WORK TO COMPLETE: The expected output is each line in the data below that includes the string "LedgerBlock".

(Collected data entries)
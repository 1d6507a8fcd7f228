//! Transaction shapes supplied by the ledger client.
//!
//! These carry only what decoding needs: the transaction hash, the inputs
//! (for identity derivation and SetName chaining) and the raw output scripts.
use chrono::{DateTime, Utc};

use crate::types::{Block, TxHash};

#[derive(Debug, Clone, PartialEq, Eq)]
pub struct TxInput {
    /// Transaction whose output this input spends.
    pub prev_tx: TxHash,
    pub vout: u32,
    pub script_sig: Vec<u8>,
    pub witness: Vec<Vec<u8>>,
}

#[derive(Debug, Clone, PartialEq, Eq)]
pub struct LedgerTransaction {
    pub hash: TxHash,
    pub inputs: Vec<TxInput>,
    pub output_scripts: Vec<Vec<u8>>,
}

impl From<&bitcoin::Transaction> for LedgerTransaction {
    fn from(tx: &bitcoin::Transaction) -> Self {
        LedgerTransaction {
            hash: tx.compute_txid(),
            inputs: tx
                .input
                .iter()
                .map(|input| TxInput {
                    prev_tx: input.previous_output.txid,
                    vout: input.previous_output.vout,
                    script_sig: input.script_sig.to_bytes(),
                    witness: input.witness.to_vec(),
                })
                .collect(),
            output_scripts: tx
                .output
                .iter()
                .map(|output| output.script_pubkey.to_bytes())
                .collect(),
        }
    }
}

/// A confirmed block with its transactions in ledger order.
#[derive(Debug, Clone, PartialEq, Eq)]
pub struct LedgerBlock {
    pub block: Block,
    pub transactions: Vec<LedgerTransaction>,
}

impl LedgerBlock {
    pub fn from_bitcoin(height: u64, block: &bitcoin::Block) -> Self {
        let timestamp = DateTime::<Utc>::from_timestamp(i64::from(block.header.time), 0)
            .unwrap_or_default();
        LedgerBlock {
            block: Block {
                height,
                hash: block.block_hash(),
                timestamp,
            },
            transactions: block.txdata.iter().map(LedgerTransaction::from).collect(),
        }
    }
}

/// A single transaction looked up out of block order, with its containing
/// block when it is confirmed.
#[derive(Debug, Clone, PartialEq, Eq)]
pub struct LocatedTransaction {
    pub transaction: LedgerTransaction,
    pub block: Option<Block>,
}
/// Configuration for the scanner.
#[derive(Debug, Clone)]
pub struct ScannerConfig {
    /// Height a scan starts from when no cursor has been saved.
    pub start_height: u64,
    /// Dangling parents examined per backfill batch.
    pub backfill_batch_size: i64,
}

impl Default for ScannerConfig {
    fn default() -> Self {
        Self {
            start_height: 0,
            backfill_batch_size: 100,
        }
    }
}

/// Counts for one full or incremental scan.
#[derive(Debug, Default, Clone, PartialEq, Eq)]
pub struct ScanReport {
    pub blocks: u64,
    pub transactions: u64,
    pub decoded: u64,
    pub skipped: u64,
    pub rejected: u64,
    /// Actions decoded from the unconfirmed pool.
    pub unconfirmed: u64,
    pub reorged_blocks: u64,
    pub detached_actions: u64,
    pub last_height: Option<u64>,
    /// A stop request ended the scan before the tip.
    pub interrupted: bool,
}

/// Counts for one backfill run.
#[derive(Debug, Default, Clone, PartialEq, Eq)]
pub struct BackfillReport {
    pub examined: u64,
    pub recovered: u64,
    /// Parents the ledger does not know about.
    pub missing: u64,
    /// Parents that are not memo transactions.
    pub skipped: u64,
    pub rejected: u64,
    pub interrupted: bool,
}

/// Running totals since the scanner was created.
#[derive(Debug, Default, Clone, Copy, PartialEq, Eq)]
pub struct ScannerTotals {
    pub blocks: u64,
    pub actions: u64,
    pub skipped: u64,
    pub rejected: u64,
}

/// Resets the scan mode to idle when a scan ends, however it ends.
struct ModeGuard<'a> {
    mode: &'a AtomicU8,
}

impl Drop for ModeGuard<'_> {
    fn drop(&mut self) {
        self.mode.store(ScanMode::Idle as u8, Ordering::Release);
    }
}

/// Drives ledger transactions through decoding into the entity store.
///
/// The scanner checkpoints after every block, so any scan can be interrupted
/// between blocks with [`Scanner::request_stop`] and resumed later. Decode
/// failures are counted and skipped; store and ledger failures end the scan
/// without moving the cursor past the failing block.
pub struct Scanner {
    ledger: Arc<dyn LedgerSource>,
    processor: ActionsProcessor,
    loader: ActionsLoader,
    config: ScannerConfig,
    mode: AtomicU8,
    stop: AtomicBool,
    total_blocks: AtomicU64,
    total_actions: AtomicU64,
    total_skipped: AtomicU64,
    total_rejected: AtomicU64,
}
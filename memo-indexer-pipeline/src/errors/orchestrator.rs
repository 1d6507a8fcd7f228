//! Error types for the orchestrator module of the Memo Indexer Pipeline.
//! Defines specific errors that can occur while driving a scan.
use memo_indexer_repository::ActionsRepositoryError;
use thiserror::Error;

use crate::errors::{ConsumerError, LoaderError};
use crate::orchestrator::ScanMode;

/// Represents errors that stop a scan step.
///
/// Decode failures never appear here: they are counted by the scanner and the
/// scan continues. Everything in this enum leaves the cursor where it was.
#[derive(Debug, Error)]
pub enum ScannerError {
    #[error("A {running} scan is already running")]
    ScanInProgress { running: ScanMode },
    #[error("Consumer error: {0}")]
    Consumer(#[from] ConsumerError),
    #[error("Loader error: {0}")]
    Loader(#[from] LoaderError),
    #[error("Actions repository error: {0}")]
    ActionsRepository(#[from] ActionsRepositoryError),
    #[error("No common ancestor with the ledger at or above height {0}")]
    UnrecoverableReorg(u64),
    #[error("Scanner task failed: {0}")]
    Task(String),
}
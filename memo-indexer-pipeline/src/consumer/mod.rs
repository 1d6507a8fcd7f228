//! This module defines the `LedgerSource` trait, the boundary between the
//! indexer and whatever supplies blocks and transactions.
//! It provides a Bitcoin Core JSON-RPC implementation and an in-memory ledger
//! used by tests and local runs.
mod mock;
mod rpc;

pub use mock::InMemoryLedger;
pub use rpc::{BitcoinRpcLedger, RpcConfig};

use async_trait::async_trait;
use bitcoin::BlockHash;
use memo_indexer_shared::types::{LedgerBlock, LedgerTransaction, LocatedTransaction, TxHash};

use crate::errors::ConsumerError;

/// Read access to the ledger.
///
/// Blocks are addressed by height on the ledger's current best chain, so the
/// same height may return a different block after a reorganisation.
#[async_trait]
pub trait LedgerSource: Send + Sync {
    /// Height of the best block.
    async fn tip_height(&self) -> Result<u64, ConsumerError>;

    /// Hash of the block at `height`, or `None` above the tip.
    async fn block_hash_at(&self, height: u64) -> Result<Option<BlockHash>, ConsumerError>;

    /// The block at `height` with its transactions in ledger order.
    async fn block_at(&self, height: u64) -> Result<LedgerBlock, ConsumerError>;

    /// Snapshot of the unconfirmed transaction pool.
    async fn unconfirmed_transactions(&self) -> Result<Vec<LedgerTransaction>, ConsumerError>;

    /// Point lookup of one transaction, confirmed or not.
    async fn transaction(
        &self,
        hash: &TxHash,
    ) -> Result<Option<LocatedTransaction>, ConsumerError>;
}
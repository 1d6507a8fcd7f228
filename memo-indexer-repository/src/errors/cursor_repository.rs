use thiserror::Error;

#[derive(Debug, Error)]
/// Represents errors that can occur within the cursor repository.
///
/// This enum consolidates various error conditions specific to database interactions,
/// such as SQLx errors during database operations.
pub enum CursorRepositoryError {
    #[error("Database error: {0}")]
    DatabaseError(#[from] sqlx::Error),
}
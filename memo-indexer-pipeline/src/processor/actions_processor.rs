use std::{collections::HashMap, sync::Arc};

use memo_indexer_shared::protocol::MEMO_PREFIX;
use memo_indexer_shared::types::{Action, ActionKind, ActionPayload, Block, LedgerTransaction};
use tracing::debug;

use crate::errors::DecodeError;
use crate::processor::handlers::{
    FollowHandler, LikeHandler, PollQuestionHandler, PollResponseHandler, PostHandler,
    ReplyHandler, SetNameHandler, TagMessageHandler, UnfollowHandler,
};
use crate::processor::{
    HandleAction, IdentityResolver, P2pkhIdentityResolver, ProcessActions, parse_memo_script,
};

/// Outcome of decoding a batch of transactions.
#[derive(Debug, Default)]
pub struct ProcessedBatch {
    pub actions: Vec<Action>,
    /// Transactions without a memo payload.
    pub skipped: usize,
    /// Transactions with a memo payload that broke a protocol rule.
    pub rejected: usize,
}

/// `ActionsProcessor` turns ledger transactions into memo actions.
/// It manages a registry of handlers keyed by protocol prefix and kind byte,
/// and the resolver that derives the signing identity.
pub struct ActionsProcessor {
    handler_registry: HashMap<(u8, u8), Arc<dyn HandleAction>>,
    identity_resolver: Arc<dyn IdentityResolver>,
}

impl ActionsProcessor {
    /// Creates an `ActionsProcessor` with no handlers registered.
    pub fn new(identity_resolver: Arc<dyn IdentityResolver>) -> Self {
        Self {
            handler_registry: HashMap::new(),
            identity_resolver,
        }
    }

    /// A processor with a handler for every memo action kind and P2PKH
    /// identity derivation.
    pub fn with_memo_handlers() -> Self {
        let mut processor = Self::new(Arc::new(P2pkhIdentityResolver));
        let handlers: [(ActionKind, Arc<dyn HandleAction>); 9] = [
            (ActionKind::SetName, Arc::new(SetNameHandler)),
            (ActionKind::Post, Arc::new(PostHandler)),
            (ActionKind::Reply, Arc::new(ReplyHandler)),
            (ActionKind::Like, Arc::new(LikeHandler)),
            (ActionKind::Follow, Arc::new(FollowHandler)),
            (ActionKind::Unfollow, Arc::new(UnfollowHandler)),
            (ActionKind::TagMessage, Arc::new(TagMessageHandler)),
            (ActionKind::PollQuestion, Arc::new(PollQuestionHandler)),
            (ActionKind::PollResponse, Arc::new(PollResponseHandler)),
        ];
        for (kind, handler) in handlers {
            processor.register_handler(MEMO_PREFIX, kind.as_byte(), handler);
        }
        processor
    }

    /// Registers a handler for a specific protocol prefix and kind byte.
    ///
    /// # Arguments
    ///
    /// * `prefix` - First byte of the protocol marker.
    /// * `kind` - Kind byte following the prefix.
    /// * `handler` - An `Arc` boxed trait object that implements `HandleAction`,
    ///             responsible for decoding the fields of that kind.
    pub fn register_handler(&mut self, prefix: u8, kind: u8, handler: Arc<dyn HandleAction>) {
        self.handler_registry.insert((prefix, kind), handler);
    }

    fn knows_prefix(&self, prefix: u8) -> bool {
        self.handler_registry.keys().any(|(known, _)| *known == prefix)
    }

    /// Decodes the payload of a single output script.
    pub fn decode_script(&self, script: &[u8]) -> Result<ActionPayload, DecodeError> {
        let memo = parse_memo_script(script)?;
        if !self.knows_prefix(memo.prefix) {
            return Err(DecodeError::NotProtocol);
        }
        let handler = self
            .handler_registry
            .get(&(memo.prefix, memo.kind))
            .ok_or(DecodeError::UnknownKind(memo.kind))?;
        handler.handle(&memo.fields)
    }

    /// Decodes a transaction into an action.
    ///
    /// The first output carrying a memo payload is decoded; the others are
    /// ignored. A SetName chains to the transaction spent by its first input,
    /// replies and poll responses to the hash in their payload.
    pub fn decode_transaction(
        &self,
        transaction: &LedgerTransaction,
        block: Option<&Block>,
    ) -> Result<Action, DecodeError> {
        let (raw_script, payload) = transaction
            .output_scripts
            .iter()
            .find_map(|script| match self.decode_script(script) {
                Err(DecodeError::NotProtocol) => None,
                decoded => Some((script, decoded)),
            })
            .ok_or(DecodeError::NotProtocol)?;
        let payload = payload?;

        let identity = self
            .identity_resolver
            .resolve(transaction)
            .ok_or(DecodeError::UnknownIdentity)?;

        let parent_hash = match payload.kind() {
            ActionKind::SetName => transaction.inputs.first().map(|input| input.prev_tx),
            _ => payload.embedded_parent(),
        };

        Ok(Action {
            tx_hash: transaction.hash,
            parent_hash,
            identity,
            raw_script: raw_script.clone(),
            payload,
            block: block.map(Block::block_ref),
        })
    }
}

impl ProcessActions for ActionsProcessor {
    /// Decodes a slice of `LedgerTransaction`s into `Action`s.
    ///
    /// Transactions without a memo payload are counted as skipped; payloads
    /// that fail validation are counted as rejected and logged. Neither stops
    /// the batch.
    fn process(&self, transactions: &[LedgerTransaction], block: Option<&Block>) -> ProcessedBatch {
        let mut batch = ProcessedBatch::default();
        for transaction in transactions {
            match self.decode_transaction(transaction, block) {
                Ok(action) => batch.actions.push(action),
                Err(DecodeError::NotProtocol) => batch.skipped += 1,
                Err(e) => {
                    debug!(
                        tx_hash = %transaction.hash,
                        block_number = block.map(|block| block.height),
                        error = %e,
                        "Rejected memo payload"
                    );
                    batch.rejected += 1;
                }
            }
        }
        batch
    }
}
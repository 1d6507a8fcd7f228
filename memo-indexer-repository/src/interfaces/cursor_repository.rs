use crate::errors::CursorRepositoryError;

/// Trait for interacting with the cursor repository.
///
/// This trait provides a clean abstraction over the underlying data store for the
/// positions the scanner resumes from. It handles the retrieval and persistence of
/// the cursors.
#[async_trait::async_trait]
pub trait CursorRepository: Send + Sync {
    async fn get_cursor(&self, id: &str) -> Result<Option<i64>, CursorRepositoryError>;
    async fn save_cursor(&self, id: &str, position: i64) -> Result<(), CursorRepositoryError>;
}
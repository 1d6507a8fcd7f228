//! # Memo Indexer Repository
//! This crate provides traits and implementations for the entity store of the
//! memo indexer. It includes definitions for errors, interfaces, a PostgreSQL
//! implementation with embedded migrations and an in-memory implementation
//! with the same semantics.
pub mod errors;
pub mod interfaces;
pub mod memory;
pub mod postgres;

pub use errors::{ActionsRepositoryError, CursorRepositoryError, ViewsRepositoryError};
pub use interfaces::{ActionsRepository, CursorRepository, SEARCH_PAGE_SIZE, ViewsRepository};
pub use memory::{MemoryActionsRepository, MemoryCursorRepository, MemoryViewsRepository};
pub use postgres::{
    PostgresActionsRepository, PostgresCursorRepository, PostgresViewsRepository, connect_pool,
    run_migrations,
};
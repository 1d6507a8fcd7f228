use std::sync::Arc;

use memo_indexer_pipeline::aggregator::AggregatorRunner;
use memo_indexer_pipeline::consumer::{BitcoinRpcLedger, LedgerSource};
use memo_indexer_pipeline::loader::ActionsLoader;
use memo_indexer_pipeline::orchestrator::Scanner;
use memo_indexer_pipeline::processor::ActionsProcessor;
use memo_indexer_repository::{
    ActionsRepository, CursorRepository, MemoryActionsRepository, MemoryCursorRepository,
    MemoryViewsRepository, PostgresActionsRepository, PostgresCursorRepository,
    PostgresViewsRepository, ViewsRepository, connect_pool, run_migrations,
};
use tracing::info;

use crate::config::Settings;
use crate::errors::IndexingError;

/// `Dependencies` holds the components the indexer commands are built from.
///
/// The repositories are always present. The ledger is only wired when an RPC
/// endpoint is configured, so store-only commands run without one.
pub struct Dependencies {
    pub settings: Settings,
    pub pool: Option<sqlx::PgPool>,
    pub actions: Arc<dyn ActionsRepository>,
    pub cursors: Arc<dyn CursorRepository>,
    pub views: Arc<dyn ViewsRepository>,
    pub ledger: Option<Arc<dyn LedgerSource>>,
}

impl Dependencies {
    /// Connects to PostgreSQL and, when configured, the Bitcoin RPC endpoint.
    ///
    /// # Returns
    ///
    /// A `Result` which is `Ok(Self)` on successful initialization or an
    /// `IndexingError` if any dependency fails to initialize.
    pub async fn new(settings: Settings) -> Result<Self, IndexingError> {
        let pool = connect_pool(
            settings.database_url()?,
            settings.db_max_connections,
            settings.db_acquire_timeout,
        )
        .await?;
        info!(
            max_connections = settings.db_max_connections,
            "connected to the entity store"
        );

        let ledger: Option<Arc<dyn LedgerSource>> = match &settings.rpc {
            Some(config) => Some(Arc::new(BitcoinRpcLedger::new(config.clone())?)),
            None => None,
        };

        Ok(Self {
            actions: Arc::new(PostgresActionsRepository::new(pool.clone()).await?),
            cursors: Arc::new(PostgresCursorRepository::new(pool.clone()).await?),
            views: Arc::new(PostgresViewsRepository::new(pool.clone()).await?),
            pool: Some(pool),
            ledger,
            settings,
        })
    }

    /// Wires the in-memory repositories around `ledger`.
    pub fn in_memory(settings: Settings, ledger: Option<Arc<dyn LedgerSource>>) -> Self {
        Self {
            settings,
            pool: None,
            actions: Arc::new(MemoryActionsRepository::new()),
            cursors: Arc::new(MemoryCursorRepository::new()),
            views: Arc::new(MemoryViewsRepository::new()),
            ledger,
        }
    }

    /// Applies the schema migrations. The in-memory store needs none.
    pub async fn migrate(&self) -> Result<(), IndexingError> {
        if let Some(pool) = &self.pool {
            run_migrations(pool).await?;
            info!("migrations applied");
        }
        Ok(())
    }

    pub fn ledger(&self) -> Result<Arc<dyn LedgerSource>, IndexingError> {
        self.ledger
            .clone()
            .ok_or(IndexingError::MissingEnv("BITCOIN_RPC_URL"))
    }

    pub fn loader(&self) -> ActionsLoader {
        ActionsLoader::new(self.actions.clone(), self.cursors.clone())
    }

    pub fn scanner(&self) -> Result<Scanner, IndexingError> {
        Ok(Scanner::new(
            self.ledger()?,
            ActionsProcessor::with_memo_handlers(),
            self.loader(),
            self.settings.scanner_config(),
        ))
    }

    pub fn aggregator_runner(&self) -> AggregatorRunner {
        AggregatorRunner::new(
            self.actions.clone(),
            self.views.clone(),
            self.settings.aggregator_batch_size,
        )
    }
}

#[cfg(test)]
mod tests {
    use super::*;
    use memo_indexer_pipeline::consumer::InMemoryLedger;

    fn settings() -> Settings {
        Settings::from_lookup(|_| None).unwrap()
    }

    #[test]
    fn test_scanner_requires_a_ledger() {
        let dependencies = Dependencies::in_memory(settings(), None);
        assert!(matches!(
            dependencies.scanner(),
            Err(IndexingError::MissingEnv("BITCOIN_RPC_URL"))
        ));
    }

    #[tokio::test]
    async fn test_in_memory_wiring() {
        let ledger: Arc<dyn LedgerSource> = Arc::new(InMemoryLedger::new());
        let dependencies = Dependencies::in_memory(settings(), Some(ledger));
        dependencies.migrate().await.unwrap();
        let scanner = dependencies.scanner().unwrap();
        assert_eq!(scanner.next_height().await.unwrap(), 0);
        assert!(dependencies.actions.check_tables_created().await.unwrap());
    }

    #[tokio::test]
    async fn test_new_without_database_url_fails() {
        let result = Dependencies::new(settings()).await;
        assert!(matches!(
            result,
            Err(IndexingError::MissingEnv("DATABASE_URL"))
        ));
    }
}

OUTPUT:
pub struct LedgerBlock {
impl LedgerBlock {
        LedgerBlock {
use memo_indexer_shared::types::{LedgerBlock, LedgerTransaction, LocatedTransaction, TxHash};
    async fn block_at(&self, height: u64) -> Result<LedgerBlock, ConsumerError>;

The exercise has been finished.